• WHAT YOU SHOULD DO
Retype exactly the lines that run from the start of the data to the line holding "pub fn from_client(client: Client)", including both, and only those.

• SOURCE MATERIAL
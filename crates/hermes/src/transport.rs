//! The network seam between a dispatched request and a server.
//!
//! [`ReqwestTransport`] talks to real servers. [`HandlerTransport`] routes
//! requests to an in-process closure, so request encoding can be tested
//! without binding a port.

use std::future::Future;
use std::pin::Pin;
use std::sync::Arc;

use async_trait::async_trait;
use bytes::Bytes;
use http::{header, HeaderValue, StatusCode};
use reqwest::Client;

use crate::error::{ApiError, ApiResult, BoxError};

/// Sends a fully encoded request and buffers the response.
#[async_trait]
pub trait Transport: Send + Sync {
    /// Sends `request`. Errors are surfaced to the caller unmodified.
    async fn send(&self, request: http::Request<Bytes>) -> Result<http::Response<Bytes>, BoxError>;
}

/// Transport backed by a [`reqwest::Client`].
#[derive(Debug, Clone)]
pub struct ReqwestTransport {
    client: Client,
}

impl ReqwestTransport {
    /// Creates a transport that ignores proxy environment variables.
    pub fn new() -> ApiResult<Self> {
        Self::with_env_proxy(false)
    }

    /// Creates a transport, optionally honouring `HTTP_PROXY` and friends.
    pub fn with_env_proxy(use_env_proxy: bool) -> ApiResult<Self> {
        let mut builder = Client::builder();
        if !use_env_proxy {
            builder = builder.no_proxy();
        }
        let client = builder.build().map_err(ApiError::transport)?;
        Ok(Self { client })
    }

    /// Wraps an existing client.
    pub fn from_client(client: Client) -> Self {
        Self { client }
    }
}

#[async_trait]
impl Transport for ReqwestTransport {
    async fn send(&self, request: http::Request<Bytes>) -> Result<http::Response<Bytes>, BoxError> {
        let (parts, body) = request.into_parts();

        let response = self
            .client
            .request(parts.method, parts.uri.to_string())
            .headers(parts.headers)
            .body(body)
            .send()
            .await?;

        let status = response.status();
        let headers = response.headers().clone();
        let body = response.bytes().await?;

        let mut wrapped = http::Response::new(body);
        *wrapped.status_mut() = status;
        *wrapped.headers_mut() = headers;
        Ok(wrapped)
    }
}

type Handler = Arc<
    dyn Fn(http::Request<Bytes>) -> Pin<Box<dyn Future<Output = http::Response<Bytes>> + Send>>
        + Send
        + Sync,
>;

/// Transport that hands each request to a closure.
///
/// # Example
///
/// ```
/// use bytes::Bytes;
/// use hermes::{ApiRequest, HandlerTransport};
/// use std::sync::Arc;
///
/// # block_on(async {
/// let transport = Arc::new(HandlerTransport::new(|request: http::Request<Bytes>| async move {
///     http::Response::new(Bytes::from(request.uri().to_string()))
/// }));
///
/// let response = ApiRequest::get("http://api.test", "/users")
///     .qs("page", 2)
///     .transport(transport)
///     .send()
///     .await
///     .unwrap();
///
/// assert_eq!(response.text().unwrap(), "http://api.test/users?page=2");
/// # });
/// # fn block_on<F: std::future::Future>(f: F) -> F::Output {
/// #     tokio::runtime::Builder::new_current_thread().build().unwrap().block_on(f)
/// # }
/// ```
#[derive(Clone)]
pub struct HandlerTransport {
    handler: Handler,
}

impl HandlerTransport {
    /// Creates a transport from an async handler.
    pub fn new<F, Fut>(handler: F) -> Self
    where
        F: Fn(http::Request<Bytes>) -> Fut + Send + Sync + 'static,
        Fut: Future<Output = http::Response<Bytes>> + Send + 'static,
    {
        Self {
            handler: Arc::new(move |request| Box::pin(handler(request))),
        }
    }

    /// Creates a transport that answers with a JSON description of the
    /// request: `method`, `url`, `headers` and the body as text.
    pub fn echo() -> Self {
        Self::new(|request: http::Request<Bytes>| async move {
            let headers: serde_json::Map<String, serde_json::Value> = request
                .headers()
                .iter()
                .map(|(name, value)| {
                    (
                        name.as_str().to_string(),
                        serde_json::Value::String(String::from_utf8_lossy(value.as_bytes()).into_owned()),
                    )
                })
                .collect();

            let echoed = serde_json::json!({
                "method": request.method().as_str(),
                "url": request.uri().to_string(),
                "headers": headers,
                "body": String::from_utf8_lossy(request.body()),
            });

            let mut response = http::Response::new(Bytes::from(echoed.to_string()));
            response.headers_mut().insert(
                header::CONTENT_TYPE,
                HeaderValue::from_static("application/json"),
            );
            response
        })
    }

    /// Creates a transport that always returns the same response.
    pub fn fixed_response(status: StatusCode, body: impl Into<Bytes>) -> Self {
        let body = body.into();
        Self::new(move |_request| {
            let body = body.clone();
            async move {
                let mut response = http::Response::new(body);
                *response.status_mut() = status;
                response
            }
        })
    }
}

impl std::fmt::Debug for HandlerTransport {
    fn fmt(&self, f: &mut std::fmt::Formatter<'_>) -> std::fmt::Result {
        f.debug_struct("HandlerTransport").finish_non_exhaustive()
    }
}

#[async_trait]
impl Transport for HandlerTransport {
    async fn send(&self, request: http::Request<Bytes>) -> Result<http::Response<Bytes>, BoxError> {
        Ok((self.handler)(request).await)
    }
}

• EXERCISE OUTPUT
filename crates/hermes/src/transport.rs
//! The network seam between a dispatched request and a server.
//!
//! [`ReqwestTransport`] talks to real servers. [`HandlerTransport`] routes
//! requests to an in-process closure, so request encoding can be tested
//! without binding a port.

use std::future::Future;
use std::pin::Pin;
use std::sync::Arc;

use async_trait::async_trait;
use bytes::Bytes;
use http::{header, HeaderValue, StatusCode};
use reqwest::Client;

use crate::error::{ApiError, ApiResult, BoxError};

/// Sends a fully encoded request and buffers the response.
#[async_trait]
pub trait Transport: Send + Sync {
    /// Sends `request`. Errors are surfaced to the caller unmodified.
    async fn send(&self, request: http::Request<Bytes>) -> Result<http::Response<Bytes>, BoxError>;
}

/// Transport backed by a [`reqwest::Client`].
#[derive(Debug, Clone)]
pub struct ReqwestTransport {
    client: Client,
}

impl ReqwestTransport {
    /// Creates a transport that ignores proxy environment variables.
    pub fn new() -> ApiResult<Self> {
        Self::with_env_proxy(false)
    }

    /// Creates a transport, optionally honouring `HTTP_PROXY` and friends.
    pub fn with_env_proxy(use_env_proxy: bool) -> ApiResult<Self> {
        let mut builder = Client::builder();
        if !use_env_proxy {
            builder = builder.no_proxy();
        }
        let client = builder.build().map_err(ApiError::transport)?;
        Ok(Self { client })
    }

    /// Wraps an existing client.
    pub fn from_client(client: Client) -> Self {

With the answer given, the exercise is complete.